• Task description: In the listing that follows, the lines starting at the one containing "leaves in order." and ending at the one containing "type Node = String;" are to be returned exactly, both boundary lines included, and no others.

• Records supplied:
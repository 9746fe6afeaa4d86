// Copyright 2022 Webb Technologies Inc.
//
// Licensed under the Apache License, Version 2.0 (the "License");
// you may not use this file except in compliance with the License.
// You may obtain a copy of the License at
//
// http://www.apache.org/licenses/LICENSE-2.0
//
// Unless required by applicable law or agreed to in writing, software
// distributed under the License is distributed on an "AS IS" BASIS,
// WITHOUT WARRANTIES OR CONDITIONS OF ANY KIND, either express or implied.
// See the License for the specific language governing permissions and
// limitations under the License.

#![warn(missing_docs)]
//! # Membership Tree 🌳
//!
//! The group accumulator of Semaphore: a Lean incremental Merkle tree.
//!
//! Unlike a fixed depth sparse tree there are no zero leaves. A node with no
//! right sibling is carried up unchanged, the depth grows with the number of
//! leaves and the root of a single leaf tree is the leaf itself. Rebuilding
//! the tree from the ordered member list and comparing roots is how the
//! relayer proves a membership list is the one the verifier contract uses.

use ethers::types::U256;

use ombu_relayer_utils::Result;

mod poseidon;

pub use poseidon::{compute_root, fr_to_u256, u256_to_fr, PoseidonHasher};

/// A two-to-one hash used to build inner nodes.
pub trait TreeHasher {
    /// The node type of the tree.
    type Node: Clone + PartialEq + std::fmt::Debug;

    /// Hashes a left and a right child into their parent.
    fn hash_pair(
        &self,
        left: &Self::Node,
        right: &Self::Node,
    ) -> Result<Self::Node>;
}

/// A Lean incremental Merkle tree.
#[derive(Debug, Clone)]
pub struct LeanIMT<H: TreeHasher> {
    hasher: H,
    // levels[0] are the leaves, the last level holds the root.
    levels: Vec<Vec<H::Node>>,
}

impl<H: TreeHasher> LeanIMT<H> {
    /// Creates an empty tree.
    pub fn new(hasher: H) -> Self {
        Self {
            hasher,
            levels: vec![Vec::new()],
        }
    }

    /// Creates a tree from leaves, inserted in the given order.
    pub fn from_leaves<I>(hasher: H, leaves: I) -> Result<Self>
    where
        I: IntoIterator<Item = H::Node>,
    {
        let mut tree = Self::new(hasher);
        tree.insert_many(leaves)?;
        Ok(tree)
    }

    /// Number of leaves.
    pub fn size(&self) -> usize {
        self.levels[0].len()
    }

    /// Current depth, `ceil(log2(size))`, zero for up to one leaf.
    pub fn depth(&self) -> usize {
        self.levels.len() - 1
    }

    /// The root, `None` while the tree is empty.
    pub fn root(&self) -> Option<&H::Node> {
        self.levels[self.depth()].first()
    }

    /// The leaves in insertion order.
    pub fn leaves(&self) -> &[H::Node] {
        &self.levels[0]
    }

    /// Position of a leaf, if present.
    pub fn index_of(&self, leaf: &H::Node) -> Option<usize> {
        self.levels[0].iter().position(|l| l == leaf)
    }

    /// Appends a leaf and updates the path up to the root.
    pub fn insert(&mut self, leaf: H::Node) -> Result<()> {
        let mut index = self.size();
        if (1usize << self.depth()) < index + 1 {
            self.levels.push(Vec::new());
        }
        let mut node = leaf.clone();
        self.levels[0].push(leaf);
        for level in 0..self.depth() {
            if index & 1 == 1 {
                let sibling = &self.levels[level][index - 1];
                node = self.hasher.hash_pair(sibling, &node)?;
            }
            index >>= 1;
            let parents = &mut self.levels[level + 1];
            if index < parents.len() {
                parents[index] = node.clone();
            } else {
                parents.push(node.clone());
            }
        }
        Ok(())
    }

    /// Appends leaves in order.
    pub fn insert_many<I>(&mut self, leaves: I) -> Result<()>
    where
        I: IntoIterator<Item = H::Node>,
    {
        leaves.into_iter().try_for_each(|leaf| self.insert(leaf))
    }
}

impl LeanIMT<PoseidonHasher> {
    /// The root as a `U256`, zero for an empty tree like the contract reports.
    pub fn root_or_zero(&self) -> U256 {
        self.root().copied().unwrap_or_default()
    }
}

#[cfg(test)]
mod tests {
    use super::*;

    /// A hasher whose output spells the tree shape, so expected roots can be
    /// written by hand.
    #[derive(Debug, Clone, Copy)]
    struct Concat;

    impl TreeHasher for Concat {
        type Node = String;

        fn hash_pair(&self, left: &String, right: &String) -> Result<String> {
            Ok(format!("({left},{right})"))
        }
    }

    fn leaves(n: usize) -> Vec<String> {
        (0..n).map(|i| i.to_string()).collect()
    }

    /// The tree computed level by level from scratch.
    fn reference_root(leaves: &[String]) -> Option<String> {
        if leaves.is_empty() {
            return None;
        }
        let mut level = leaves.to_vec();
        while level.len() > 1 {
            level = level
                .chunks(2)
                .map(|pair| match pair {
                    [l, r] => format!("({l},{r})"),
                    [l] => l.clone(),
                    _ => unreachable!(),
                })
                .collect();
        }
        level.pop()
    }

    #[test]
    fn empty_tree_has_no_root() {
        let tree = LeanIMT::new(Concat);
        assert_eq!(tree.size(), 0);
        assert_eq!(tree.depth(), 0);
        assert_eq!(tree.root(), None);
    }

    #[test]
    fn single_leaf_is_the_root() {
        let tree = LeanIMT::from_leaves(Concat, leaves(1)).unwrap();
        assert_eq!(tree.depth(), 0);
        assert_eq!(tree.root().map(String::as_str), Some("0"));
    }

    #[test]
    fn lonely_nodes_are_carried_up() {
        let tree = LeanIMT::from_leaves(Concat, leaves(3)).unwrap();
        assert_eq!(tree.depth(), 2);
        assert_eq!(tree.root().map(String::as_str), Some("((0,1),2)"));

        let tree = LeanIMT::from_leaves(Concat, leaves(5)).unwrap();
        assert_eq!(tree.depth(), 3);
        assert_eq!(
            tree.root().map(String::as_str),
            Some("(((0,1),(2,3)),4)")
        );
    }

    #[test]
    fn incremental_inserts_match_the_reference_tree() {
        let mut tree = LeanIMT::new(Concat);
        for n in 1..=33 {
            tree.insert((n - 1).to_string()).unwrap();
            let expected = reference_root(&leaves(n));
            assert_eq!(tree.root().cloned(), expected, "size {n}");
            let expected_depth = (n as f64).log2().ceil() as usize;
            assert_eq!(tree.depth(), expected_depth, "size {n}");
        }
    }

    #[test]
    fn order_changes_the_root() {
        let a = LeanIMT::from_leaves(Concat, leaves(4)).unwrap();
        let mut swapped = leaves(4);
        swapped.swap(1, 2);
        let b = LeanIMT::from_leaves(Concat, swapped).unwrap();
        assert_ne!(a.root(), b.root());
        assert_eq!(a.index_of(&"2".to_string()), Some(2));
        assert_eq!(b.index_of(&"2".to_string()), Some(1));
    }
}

• Task solution:
    /// Appends leaves in order.
    pub fn insert_many<I>(&mut self, leaves: I) -> Result<()>
    where
        I: IntoIterator<Item = H::Node>,
    {
        leaves.into_iter().try_for_each(|leaf| self.insert(leaf))
    }
}

impl LeanIMT<PoseidonHasher> {
    /// The root as a `U256`, zero for an empty tree like the contract reports.
    pub fn root_or_zero(&self) -> U256 {
        self.root().copied().unwrap_or_default()
    }
}

#[cfg(test)]
mod tests {
    use super::*;

    /// A hasher whose output spells the tree shape, so expected roots can be
    /// written by hand.
    #[derive(Debug, Clone, Copy)]
    struct Concat;

    impl TreeHasher for Concat {
        type Node = String;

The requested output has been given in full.